* _Requirement_:
From the records below, report the number of lines that contain "lookup", and add nothing.

* _Data for the task_:

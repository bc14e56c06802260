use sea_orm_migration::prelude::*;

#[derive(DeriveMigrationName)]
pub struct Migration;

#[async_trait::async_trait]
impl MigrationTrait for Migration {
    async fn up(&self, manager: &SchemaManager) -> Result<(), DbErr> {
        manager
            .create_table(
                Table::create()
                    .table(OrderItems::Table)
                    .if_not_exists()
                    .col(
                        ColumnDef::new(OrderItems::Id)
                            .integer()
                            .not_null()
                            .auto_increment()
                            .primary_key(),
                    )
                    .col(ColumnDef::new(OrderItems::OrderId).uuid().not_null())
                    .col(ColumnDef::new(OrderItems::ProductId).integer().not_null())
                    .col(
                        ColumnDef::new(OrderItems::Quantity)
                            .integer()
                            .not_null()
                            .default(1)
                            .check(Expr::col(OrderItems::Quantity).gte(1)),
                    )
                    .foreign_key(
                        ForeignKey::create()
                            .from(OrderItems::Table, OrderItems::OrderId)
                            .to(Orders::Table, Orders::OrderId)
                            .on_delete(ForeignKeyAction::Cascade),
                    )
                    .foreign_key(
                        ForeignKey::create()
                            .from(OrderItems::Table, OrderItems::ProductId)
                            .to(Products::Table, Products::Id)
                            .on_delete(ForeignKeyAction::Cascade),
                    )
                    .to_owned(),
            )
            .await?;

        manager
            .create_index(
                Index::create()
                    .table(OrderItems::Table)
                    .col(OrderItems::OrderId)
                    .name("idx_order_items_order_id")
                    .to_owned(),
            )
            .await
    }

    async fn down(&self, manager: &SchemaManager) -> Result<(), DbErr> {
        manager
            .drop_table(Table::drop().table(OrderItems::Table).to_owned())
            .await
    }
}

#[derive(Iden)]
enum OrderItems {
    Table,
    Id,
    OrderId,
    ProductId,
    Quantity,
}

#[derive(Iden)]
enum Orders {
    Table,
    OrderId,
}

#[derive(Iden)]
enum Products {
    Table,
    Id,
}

* * *

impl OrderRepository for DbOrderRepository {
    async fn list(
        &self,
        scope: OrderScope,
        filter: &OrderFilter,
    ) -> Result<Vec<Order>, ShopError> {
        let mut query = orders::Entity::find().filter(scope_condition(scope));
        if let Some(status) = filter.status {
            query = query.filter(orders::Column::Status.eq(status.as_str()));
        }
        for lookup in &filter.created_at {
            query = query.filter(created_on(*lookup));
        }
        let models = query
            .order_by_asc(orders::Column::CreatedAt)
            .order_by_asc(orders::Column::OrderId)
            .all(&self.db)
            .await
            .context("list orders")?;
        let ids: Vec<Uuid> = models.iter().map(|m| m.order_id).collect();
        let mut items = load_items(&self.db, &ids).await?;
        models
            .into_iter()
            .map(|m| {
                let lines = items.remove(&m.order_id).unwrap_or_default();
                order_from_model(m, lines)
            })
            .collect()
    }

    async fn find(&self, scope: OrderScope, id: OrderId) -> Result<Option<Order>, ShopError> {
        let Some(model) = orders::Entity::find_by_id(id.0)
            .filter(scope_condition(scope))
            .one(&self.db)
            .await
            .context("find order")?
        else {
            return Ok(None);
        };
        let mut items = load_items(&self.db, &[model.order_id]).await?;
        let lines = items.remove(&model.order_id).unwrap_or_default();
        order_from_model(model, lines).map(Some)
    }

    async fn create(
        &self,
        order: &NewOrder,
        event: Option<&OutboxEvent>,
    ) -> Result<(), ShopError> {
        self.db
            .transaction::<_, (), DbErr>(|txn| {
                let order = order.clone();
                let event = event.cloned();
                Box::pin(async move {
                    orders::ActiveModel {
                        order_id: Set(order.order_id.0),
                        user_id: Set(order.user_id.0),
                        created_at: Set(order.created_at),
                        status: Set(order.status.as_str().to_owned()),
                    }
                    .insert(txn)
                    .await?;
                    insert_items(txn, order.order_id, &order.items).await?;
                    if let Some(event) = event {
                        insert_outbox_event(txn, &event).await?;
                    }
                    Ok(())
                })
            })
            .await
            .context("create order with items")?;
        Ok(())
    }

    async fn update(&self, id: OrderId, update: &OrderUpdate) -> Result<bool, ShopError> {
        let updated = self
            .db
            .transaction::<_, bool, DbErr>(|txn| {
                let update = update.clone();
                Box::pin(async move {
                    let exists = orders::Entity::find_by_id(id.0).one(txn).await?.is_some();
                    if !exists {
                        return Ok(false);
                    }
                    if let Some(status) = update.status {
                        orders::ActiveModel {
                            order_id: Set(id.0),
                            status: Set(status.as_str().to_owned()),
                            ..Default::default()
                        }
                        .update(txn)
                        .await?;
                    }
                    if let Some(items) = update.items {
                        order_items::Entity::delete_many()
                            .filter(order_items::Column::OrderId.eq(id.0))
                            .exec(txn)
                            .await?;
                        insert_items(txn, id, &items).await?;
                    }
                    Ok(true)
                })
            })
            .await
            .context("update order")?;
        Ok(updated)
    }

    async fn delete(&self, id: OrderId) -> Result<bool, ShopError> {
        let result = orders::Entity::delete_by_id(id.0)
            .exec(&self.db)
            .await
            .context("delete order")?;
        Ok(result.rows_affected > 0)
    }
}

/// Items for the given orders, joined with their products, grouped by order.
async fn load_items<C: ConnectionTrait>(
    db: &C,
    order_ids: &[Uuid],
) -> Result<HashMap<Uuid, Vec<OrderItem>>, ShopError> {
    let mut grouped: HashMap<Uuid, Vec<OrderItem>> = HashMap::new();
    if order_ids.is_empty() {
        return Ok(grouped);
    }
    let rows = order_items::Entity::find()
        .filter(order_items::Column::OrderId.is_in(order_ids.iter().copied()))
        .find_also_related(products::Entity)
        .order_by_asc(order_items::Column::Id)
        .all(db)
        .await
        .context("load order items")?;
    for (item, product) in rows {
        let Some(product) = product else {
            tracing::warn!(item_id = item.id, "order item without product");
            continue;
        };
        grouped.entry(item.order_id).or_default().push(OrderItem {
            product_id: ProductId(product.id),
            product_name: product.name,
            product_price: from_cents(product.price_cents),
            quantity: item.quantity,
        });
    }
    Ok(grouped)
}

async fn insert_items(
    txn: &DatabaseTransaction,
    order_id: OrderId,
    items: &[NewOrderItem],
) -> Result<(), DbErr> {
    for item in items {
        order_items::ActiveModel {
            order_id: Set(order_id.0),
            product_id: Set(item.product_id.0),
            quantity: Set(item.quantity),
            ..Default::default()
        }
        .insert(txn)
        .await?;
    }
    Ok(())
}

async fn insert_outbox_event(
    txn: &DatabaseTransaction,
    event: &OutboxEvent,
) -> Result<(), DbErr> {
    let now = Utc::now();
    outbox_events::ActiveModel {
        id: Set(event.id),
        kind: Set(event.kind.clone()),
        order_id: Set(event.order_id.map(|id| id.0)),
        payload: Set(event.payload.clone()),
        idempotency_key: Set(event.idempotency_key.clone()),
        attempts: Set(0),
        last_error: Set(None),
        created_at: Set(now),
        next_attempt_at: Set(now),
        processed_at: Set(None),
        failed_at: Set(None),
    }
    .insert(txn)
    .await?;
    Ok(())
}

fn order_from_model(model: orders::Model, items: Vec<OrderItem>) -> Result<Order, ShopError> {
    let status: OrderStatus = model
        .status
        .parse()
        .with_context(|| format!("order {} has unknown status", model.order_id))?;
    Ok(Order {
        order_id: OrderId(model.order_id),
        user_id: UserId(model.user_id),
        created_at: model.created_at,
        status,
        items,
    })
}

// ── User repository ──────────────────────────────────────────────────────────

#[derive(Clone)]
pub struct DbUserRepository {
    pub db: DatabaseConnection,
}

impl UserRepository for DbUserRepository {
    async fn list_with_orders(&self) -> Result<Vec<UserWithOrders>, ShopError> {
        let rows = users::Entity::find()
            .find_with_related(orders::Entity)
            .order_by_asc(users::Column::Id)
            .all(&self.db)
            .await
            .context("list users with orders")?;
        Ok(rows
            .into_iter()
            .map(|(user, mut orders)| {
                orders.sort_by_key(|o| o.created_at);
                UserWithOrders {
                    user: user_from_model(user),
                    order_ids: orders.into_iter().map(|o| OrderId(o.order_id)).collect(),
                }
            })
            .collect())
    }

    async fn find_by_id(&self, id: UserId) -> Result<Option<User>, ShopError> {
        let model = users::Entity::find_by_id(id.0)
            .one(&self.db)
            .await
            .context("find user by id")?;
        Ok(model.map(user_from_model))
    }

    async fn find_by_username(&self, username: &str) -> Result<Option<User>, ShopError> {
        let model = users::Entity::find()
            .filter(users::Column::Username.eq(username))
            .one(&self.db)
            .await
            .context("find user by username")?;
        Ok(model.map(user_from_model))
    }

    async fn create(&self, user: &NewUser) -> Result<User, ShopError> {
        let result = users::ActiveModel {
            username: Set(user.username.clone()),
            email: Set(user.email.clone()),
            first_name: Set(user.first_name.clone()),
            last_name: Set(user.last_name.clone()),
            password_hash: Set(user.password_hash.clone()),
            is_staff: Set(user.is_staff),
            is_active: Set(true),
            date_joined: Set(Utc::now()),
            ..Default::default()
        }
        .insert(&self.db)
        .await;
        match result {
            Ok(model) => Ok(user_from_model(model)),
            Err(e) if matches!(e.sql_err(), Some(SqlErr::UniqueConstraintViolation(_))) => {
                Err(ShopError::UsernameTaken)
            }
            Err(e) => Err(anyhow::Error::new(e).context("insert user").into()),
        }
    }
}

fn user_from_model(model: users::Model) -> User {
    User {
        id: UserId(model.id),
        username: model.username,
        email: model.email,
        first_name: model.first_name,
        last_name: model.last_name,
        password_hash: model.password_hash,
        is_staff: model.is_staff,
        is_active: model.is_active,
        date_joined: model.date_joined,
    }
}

* _Written solution_:
2